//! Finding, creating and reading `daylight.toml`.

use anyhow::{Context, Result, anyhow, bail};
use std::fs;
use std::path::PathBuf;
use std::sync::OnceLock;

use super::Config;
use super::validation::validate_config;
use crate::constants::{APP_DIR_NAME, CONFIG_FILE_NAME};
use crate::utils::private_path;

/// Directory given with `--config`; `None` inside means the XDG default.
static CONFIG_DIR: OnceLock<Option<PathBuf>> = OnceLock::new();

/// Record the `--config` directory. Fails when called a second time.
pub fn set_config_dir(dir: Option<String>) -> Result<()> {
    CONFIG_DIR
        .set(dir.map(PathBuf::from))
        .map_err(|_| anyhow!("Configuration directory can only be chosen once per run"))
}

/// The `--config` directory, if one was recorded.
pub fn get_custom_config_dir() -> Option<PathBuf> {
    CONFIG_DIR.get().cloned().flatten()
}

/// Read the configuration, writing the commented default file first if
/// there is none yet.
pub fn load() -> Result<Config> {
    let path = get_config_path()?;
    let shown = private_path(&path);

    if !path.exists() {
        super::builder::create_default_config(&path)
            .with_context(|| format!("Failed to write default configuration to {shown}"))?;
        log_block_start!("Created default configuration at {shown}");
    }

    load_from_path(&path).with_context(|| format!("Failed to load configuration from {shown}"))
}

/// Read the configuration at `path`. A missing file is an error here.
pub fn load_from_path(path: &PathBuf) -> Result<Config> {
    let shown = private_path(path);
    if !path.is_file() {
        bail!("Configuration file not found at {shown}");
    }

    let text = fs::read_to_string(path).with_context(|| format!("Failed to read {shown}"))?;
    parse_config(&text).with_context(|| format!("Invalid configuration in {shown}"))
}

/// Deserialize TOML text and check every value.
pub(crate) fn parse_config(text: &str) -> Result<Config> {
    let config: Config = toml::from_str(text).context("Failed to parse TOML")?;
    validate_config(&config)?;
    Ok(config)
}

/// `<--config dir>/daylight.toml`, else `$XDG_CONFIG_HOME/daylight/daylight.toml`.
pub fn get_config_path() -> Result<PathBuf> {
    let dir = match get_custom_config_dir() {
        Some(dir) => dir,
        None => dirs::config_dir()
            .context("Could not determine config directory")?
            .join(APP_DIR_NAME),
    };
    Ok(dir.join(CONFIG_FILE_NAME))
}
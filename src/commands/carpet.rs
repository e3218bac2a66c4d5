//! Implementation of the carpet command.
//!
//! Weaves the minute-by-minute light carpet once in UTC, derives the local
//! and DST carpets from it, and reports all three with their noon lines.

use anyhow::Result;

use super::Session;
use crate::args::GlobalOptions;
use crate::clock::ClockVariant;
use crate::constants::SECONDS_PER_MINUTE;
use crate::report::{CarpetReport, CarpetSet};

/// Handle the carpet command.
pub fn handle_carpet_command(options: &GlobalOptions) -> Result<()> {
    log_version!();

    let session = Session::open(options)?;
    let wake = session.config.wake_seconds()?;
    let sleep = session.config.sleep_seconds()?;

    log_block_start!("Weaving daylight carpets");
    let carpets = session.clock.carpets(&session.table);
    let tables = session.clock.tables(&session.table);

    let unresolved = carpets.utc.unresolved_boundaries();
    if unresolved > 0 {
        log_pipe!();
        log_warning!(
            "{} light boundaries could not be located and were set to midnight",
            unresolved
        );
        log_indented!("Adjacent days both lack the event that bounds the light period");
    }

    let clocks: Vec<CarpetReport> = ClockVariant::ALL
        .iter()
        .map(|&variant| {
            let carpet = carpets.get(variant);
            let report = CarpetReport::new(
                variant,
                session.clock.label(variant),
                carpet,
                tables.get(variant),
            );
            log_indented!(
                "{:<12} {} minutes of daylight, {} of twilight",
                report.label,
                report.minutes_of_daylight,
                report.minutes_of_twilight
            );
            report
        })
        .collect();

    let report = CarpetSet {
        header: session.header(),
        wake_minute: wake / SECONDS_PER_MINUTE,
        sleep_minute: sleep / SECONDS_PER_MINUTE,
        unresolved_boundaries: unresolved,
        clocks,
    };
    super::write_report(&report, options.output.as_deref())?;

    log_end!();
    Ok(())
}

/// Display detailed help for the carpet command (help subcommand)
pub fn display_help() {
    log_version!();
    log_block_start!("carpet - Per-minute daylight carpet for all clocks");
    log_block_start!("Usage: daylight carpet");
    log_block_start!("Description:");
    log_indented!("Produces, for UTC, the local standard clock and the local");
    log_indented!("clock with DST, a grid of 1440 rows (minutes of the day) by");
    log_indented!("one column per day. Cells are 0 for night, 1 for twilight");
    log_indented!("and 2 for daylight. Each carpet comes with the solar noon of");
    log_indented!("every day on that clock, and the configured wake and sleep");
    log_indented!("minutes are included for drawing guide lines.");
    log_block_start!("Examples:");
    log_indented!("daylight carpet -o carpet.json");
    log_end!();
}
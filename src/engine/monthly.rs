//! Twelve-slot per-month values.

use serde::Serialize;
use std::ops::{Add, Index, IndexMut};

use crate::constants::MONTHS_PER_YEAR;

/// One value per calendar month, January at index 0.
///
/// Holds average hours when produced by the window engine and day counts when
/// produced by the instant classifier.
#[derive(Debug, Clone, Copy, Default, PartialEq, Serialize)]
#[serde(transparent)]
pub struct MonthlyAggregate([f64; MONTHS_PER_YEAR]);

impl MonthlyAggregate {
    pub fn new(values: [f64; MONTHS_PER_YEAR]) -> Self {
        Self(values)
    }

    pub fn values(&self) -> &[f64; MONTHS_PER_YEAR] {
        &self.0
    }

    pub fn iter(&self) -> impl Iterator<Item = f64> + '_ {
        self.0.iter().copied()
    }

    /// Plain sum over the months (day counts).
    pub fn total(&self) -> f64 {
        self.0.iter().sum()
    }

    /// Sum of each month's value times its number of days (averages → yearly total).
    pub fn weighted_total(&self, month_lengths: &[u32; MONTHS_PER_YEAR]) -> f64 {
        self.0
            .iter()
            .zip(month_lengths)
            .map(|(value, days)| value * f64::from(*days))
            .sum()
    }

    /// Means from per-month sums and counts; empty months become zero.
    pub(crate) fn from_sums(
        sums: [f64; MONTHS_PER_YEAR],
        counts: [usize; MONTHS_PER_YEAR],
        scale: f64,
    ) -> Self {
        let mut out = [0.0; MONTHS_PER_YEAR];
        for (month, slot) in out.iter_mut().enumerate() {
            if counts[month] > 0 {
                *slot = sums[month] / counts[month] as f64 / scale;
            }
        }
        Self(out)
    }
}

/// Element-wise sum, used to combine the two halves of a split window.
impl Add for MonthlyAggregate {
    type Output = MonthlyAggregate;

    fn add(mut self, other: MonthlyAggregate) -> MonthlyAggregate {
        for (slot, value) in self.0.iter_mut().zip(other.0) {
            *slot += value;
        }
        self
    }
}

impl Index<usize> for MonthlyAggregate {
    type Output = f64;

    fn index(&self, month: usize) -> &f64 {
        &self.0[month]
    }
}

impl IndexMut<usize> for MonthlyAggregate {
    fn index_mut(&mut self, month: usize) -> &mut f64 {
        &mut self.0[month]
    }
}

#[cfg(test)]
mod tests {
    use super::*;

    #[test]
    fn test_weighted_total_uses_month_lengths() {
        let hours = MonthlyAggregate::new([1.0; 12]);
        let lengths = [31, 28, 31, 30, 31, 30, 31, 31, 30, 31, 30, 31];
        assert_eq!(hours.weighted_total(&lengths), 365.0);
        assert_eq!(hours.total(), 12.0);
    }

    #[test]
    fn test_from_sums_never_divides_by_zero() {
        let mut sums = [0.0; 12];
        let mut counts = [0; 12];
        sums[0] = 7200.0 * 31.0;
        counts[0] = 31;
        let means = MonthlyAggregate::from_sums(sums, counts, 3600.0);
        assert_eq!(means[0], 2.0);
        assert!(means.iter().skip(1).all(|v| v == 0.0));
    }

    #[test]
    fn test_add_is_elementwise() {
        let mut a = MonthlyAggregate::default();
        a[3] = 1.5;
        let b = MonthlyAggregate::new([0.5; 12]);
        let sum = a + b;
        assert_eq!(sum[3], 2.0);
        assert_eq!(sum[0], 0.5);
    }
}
++++++++
- YOUR ASSIGNMENT: Wherever "crate" occurs in the records above, copy the line it sits in.

- TASK RESULT:
use crate::constants::{APP_DIR_NAME, CONFIG_FILE_NAME};
use crate::utils::private_path;
pub(crate) fn parse_config(text: &str) -> Result<Config> {
use crate::args::GlobalOptions;
use crate::clock::ClockVariant;
use crate::constants::SECONDS_PER_MINUTE;
use crate::report::{CarpetReport, CarpetSet};
use crate::constants::MONTHS_PER_YEAR;
    pub(crate) fn from_sums(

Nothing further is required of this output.